Modèles de réussite

Leader dans la vie, mais pas à l’écran

11 août 2016
Rédaction: Claire-Marine Beha

Moins de femmes cinéastes se traduit bien souvent à l’écran par des rôles féminins plus stéréotypés lorsqu’ils ne sont pas tout simplement absents. Les images influencent, et le cinéma est imaginé, créé et sublimé par les réalisateurs. Derrière la création des personnages, se cachent les cinéastes qui en dessinent les contours.

Au Québec, les réalisatrices de longs métrages de fiction demeurent en large minorité (environ 14%) et la conséquence directe de cette carence demeure probablement la représentation souvent déplorable des femmes à l’écran. La culture populaire entraîne ainsi directement les jeunes filles et les femmes à douter de leur possibilité à être des leaders – ou autre chose qu’un objet sexuel – puisque le cinéma ne leur renvoi presque jamais cette capacité.

« Le cinéma est le lieu du réel et de la vie » affirmait le défunt cinéaste français Patrice Chéreau. Cependant, selon l’Institut américain Geena Davis sur l’étude des genres dans les médias, parmi les films sélectionnés aux Oscars entre 2007 et 2010, seulement 33% des personnages parlants sont des femmes . Les chercheures ont également noté une omniprésence de l’aspect sexuellement attrayant chez ces personnages féminins sous-représentés. À titre comparatif, lorsque les scénaristes de ces films étaient des hommes, 26% de leurs personnages étaient des femmes, mais lorsqu’on était en présence de scénaristes femmes, le nombre de personnages féminins augmentait pour passer à 36%. Néanmoins, il existe toujours bien plus de héros que d’héroïnes, peu importe le sexe du réalisateur.

Loin d’Hollywood et d’une « pipolisation » poussée à son paroxysme, la sociologue Anna Lupien et le collectif montréalais Réalisatrices Équitables (RÉ) se sont inspirées de l’analyse américaine afin de mener leur propre enquête au sein de l’industrie cinématographique du Québec. L’enquête L’avant et l’arrière de l’écran, publiée en 2013, démarrait avec le constat des recherches de l’Institut Geena Davis : « Ces recherches […] confirment que la sous-représentation des femmes à l’écran et la présence de personnages féminins stéréotypés tendent à diminuer lorsque la proportion de femmes derrière la caméra – réalisatrices, scénaristes, productrices – augmente. »

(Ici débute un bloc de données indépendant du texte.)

//! Storage keys addressing one sliding window each.
//!
//! A key is a deterministic string derived from a tier and its scope values,
//! so any TTL-capable key-value store can hold windows without schema. The
//! client address component is hashed before it enters a key, keeping raw
//! IPs out of shared storage and log lines built from keys.

use ahash::AHasher;
use std::fmt;
use std::hash::{Hash, Hasher};
use std::net::IpAddr;

/// Key under which one timestamp window is stored.
///
/// Two requests that must share a budget always derive the same key; the
/// `Ord` impl gives the canonical order used when several keys are locked
/// for one request.
///
/// # Example
/// ```
/// use gateway_throttle::RateLimitKey;
///
/// assert_eq!(RateLimitKey::global().as_str(), "global");
/// assert_eq!(RateLimitKey::user("tenant-7").as_str(), "user:tenant-7");
/// assert_eq!(
///     RateLimitKey::marketplace("amazon", "tenant-7").as_str(),
///     "marketplace:amazon:tenant-7",
/// );
/// ```
#[derive(Debug, Clone, PartialEq, Eq, Hash, PartialOrd, Ord)]
pub struct RateLimitKey(String);

impl RateLimitKey {
    /// The singleton key shared by every request.
    pub fn global() -> Self {
        RateLimitKey("global".to_string())
    }

    /// Main window for one authenticated identifier.
    pub fn user(identifier: &str) -> Self {
        RateLimitKey(format!("user:{identifier}"))
    }

    /// Burst sub-window for one authenticated identifier.
    pub fn user_burst(identifier: &str) -> Self {
        RateLimitKey(format!("user:{identifier}:burst"))
    }

    /// Window for one resolved client address.
    pub fn ip(addr: IpAddr) -> Self {
        RateLimitKey(format!("ip:{:016x}", hash_ip(addr)))
    }

    /// Window for a marketplace name, scoped to the identifier.
    pub fn marketplace(name: &str, identifier: &str) -> Self {
        RateLimitKey(format!("marketplace:{name}:{identifier}"))
    }

    /// Window for an endpoint name, scoped to the identifier.
    pub fn endpoint(name: &str, identifier: &str) -> Self {
        RateLimitKey(format!("endpoint:{name}:{identifier}"))
    }

    /// Attempt counter for suspicious-activity tracking; deliberately
    /// distinct from [`RateLimitKey::ip`] so denied attempts can be counted
    /// without touching the admission window.
    pub fn abuse(addr: IpAddr) -> Self {
        RateLimitKey(format!("abuse:{:016x}", hash_ip(addr)))
    }

    /// The key as stored.
    pub fn as_str(&self) -> &str {
        &self.0
    }
}

impl fmt::Display for RateLimitKey {
    fn fmt(&self, f: &mut fmt::Formatter<'_>) -> fmt::Result {
        f.write_str(&self.0)
    }
}

/// Hash an address to a stable 64-bit value.
///
/// `AHasher::default()` uses fixed keys, so the same address maps to the
/// same key across processes sharing a store.
fn hash_ip(addr: IpAddr) -> u64 {
    let mut hasher = AHasher::default();
    addr.hash(&mut hasher);
    hasher.finish()
}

Leur étude comparative s’est ainsi portée sur les longs métrages de fiction québécois réalisés en 2011 pour les hommes (soit 28 films) et ceux de 2010 et 2011 pour les femmes (12 films) compte tenu du déséquilibre notable entre les sexes dans le milieu de la réalisation.

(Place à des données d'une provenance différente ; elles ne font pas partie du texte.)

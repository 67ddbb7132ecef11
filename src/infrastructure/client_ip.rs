//! Client address resolution for the ip tier.
//!
//! Proxied deployments hide the client behind forwarding headers; trusting
//! the wrong one lets a caller spoof their way out of the ip tier. Headers
//! are consulted in a fixed precedence order and a value only wins if it is
//! a publicly routable address; everything else falls back to the socket
//! peer, which cannot be spoofed.

use http::HeaderMap;
use std::net::{IpAddr, Ipv4Addr, Ipv6Addr};

/// Forwarding headers in trust order: CDN first, then reverse proxies, then
/// the looser legacy headers.
const HEADER_PRECEDENCE: [&str; 7] = [
    "cf-connecting-ip",
    "x-real-ip",
    "x-forwarded-for",
    "x-forwarded",
    "x-cluster-client-ip",
    "forwarded-for",
    "forwarded",
];

/// Resolve the client address from forwarding headers, falling back to the
/// socket peer address.
///
/// Comma-separated chains (`X-Forwarded-For`, `Forwarded-For`) contribute
/// their first value, the original client. `Forwarded` is parsed per
/// RFC 7239. A header value that is not a publicly routable address is
/// skipped in favor of the next header.
///
/// # Example
/// ```
/// use gateway_throttle::resolve_client_ip;
/// use http::HeaderMap;
/// use std::net::{IpAddr, Ipv4Addr};
///
/// let mut headers = HeaderMap::new();
/// headers.insert("x-forwarded-for", "93.184.216.34, 10.0.0.1".parse().unwrap());
///
/// let socket = IpAddr::V4(Ipv4Addr::new(10, 2, 3, 4));
/// assert_eq!(
///     resolve_client_ip(&headers, socket),
///     IpAddr::V4(Ipv4Addr::new(93, 184, 216, 34)),
/// );
/// ```
pub fn resolve_client_ip(headers: &HeaderMap, socket_addr: IpAddr) -> IpAddr {
    for name in HEADER_PRECEDENCE {
        let Some(raw) = headers.get(name).and_then(|value| value.to_str().ok()) else {
            continue;
        };
        if let Some(candidate) = parse_candidate(name, raw) {
            if is_publicly_routable(candidate) {
                return candidate;
            }
        }
    }
    socket_addr
}

/// Whether `ip` is valid for identifying an external client: not private,
/// loopback, link-local, or otherwise reserved.
pub fn is_publicly_routable(ip: IpAddr) -> bool {
    match ip {
        IpAddr::V4(v4) => is_routable_v4(v4),
        IpAddr::V6(v6) => match v6.to_ipv4_mapped() {
            Some(mapped) => is_routable_v4(mapped),
            None => is_routable_v6(v6),
        },
    }
}

fn is_routable_v4(v4: Ipv4Addr) -> bool {
    let octets = v4.octets();
    // Carrier-grade NAT, 100.64.0.0/10
    let shared = octets[0] == 100 && (64..128).contains(&octets[1]);
    // Reserved, 240.0.0.0/4
    let reserved = octets[0] >= 240;

    !(v4.is_unspecified()
        || v4.is_private()
        || v4.is_loopback()
        || v4.is_link_local()
        || v4.is_broadcast()
        || v4.is_documentation()
        || shared
        || reserved)
}

fn is_routable_v6(v6: Ipv6Addr) -> bool {
    let segments = v6.segments();
    // Unique local, fc00::/7
    let unique_local = (segments[0] & 0xfe00) == 0xfc00;
    // Link local, fe80::/10
    let link_local = (segments[0] & 0xffc0) == 0xfe80;
    // Documentation, 2001:db8::/32
    let documentation = segments[0] == 0x2001 && segments[1] == 0x0db8;

    !(v6.is_unspecified() || v6.is_loopback() || unique_local || link_local || documentation)
}

fn parse_candidate(name: &str, raw: &str) -> Option<IpAddr> {
    match name {
        // Chains list the original client first, then each proxy hop.
        "x-forwarded-for" | "forwarded-for" => raw.split(',').next()?.trim().parse().ok(),
        "forwarded" => parse_forwarded(raw),
        _ => raw.trim().parse().ok(),
    }
}

/// Extract the client from an RFC 7239 `Forwarded` header, e.g.
/// `for=192.0.2.60;proto=https, for=203.0.113.43`.
fn parse_forwarded(raw: &str) -> Option<IpAddr> {
    let first_hop = raw.split(',').next()?;
    for directive in first_hop.split(';') {
        if let Some((key, value)) = directive.split_once('=') {
            if key.trim().eq_ignore_ascii_case("for") {
                return parse_node(value);
            }
        }
    }
    None
}

/// Parse an RFC 7239 node: bare address, quoted, bracketed IPv6, optional
/// port.
fn parse_node(value: &str) -> Option<IpAddr> {
    let value = value.trim().trim_matches('"');

    if let Some(rest) = value.strip_prefix('[') {
        let end = rest.find(']')?;
        return rest[..end].parse().ok();
    }
    if let Ok(ip) = value.parse() {
        return Some(ip);
    }
    // IPv4 with a port suffix, e.g. "192.0.2.60:8080"
    let (host, _port) = value.rsplit_once(':')?;
    host.parse().ok()
}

Héros, héroïnes et sexualisation

Il en est ressorti, sans grande surprise, que les premiers rôles sont plus souvent accordés à des femmes lorsqu’il y a une réalisatrice aux commandes (62%), que lorsqu’il y a un réalisateur (28%). Par contre, lorsqu’il est question des quatre premiers rôles, les femmes présentent des proportions plus équitables des genres dans leurs films. « Les réalisatrices présentent des distributions plus équilibrées puisqu’elles attribuent aux femmes 62% des premiers rôles […] tout en mettant les hommes en avant-plan au deuxième et troisième rôle dans 70% des cas », rapporte la sociologue. Pour les réalisateurs, les quatre premiers rôles sont distribués dans 70% des cas à des hommes.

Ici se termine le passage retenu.